Your instructions: From the entries that follow, report every line in which "details" occurs.

————————

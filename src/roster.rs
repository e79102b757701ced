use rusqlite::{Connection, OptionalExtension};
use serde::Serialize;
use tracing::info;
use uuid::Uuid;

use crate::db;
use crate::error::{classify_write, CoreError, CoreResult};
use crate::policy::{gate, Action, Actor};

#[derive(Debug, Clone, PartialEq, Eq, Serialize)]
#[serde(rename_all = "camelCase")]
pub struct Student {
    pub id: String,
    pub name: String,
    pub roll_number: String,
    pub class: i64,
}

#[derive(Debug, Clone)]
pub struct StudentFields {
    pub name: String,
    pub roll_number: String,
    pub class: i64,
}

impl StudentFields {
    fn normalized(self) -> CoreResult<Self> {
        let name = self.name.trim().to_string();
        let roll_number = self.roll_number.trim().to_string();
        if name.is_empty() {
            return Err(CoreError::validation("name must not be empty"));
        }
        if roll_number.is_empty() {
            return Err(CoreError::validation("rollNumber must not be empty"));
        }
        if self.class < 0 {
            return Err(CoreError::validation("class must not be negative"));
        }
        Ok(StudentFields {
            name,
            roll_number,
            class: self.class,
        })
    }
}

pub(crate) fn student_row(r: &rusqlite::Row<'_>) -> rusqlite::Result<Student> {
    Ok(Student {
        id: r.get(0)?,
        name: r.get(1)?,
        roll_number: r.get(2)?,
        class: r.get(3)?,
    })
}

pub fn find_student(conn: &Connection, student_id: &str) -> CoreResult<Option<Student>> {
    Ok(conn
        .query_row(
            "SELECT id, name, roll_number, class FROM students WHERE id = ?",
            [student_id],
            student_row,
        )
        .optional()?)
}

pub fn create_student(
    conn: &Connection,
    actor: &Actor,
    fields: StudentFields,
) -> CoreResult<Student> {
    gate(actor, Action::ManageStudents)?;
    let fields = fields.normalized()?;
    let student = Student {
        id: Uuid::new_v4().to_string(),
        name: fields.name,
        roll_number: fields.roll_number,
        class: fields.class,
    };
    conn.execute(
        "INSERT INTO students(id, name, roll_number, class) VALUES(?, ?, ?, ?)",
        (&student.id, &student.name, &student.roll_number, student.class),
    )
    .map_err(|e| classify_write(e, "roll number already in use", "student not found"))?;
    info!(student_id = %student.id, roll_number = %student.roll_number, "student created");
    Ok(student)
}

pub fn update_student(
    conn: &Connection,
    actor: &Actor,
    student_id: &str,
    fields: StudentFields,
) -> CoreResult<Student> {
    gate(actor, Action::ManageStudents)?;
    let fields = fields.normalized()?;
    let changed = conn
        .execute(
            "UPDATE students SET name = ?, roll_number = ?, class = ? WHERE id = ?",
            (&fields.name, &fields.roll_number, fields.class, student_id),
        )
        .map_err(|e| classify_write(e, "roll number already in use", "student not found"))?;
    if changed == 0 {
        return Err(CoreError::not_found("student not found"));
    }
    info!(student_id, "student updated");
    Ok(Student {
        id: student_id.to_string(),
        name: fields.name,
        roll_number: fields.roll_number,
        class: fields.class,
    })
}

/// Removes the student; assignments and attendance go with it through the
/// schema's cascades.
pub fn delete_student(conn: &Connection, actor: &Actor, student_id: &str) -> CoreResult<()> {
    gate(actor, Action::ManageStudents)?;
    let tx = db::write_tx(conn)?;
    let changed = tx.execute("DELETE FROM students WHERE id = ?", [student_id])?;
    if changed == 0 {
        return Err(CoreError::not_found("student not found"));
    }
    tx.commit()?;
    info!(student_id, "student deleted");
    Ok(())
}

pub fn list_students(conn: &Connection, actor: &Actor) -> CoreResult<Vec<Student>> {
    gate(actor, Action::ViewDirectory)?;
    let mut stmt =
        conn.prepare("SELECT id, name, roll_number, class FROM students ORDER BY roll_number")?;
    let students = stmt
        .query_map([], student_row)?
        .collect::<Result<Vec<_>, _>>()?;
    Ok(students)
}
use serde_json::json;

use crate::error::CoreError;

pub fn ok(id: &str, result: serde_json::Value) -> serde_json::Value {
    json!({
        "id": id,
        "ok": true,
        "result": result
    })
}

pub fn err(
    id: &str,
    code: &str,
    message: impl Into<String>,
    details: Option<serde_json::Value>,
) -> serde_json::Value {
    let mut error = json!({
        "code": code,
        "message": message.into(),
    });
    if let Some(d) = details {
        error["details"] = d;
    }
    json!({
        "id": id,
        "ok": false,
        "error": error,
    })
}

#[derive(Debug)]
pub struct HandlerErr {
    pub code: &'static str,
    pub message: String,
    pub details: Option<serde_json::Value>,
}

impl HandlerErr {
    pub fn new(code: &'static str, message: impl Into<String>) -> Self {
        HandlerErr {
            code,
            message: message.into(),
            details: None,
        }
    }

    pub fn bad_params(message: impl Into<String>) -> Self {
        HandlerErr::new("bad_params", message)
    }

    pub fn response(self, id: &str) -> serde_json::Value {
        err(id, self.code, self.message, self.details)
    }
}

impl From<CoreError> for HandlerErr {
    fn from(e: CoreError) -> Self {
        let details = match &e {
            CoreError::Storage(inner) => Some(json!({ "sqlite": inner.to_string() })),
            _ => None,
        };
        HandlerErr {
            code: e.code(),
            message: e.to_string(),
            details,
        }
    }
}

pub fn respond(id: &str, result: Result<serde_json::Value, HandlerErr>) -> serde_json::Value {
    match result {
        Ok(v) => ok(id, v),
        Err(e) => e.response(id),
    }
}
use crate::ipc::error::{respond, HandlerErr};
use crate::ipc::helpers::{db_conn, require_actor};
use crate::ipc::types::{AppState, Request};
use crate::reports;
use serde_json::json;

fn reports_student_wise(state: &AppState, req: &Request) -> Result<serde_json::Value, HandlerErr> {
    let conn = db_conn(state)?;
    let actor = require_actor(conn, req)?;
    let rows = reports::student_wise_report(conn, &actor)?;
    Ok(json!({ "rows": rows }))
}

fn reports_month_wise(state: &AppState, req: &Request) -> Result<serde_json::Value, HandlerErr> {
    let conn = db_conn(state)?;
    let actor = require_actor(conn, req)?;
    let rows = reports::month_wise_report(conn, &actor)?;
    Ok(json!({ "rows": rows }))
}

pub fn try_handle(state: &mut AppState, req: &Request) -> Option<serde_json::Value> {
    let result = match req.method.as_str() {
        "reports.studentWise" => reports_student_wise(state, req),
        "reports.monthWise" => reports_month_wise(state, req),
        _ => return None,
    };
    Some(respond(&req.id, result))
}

————————

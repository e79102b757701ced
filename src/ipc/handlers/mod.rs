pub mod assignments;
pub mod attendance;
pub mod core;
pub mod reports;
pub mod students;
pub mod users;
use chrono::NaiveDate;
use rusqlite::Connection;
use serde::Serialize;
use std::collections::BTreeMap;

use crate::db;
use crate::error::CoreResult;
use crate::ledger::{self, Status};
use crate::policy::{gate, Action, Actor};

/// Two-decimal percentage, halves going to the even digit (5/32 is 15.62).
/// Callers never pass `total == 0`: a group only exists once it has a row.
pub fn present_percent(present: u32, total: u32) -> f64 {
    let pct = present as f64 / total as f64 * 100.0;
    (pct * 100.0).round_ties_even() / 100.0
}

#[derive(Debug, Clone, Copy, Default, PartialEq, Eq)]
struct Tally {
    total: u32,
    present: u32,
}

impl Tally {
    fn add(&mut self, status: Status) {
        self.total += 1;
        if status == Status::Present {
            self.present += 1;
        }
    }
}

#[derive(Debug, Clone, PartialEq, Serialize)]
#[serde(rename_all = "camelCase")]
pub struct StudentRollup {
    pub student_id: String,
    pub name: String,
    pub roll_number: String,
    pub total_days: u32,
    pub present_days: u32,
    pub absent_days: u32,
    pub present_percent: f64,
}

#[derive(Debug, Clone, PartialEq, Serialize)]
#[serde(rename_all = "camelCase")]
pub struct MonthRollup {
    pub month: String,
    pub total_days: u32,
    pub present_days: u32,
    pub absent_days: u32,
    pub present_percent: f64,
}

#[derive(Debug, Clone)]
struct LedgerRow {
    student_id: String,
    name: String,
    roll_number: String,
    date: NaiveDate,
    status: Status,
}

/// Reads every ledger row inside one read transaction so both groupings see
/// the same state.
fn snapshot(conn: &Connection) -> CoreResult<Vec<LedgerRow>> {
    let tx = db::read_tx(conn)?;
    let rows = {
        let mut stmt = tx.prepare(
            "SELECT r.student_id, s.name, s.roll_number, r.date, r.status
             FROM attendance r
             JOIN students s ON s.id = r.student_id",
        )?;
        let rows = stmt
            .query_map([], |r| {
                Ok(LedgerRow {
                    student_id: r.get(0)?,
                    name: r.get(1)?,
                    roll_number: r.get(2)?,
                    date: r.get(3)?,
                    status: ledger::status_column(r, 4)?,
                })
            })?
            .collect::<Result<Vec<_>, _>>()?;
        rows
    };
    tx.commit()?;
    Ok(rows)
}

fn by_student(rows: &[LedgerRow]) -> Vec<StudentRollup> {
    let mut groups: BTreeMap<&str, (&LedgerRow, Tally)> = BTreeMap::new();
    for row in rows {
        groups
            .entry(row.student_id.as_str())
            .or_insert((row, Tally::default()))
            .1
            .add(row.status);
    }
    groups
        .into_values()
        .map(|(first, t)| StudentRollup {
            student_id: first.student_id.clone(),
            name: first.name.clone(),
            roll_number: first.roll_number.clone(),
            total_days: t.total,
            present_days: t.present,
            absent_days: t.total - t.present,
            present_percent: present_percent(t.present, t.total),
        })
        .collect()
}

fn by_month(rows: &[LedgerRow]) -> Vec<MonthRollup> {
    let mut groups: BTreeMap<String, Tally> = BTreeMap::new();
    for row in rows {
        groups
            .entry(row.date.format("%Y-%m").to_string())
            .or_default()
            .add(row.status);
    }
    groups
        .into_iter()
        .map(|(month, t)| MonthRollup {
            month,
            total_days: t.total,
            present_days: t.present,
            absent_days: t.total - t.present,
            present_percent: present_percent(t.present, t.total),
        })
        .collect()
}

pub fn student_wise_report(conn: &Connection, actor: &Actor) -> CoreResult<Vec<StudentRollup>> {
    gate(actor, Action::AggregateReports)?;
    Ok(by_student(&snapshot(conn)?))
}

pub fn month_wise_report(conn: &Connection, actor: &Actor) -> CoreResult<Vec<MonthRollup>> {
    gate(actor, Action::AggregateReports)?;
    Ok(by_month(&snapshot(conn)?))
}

————————

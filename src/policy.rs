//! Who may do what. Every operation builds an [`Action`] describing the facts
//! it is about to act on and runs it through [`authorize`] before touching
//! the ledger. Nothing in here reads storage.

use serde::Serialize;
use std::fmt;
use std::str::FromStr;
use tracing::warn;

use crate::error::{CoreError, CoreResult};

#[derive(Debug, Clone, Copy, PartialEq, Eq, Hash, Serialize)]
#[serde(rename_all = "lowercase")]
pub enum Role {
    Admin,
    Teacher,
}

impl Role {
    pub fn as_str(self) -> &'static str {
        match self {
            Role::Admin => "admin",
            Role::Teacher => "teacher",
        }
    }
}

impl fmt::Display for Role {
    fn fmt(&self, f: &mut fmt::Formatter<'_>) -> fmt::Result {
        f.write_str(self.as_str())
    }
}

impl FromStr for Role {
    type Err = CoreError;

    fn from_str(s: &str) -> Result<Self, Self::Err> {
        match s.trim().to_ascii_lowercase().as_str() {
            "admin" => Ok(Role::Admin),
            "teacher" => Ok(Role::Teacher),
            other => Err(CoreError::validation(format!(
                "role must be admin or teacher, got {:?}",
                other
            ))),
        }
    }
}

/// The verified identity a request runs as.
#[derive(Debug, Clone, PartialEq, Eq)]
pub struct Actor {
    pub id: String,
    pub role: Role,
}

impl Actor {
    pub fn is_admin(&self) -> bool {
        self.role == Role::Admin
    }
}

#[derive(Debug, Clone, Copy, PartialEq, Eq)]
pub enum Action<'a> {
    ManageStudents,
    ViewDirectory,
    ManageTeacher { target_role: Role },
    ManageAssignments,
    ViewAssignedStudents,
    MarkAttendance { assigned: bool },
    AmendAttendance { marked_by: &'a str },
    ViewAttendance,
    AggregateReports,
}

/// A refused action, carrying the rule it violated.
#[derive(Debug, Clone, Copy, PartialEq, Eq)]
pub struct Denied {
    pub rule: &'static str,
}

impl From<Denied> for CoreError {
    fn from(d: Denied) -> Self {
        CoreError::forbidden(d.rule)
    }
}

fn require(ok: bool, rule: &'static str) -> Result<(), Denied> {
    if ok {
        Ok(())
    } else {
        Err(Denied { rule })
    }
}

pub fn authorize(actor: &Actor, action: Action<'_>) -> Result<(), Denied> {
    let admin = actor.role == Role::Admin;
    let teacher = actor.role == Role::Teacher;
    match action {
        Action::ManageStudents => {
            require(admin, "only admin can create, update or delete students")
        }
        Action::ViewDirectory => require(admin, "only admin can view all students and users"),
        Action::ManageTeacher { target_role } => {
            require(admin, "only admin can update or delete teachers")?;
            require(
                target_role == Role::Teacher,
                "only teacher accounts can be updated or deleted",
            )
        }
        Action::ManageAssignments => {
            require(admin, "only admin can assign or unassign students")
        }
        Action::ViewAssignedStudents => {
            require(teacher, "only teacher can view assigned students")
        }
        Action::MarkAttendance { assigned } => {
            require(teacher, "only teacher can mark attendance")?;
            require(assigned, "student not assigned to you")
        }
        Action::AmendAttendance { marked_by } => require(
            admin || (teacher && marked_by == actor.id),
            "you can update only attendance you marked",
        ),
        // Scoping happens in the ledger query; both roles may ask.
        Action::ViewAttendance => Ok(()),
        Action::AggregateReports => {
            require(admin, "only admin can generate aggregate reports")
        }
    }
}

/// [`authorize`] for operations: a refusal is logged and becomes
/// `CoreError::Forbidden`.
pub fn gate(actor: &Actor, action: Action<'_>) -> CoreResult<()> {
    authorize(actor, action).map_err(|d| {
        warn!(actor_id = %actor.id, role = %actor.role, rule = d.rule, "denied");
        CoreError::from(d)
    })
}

————————

Result:
    details: Option<serde_json::Value>,
    if let Some(d) = details {
        error["details"] = d;
    pub details: Option<serde_json::Value>,
            details: None,
        err(id, self.code, self.message, self.details)
        let details = match &e {
            details,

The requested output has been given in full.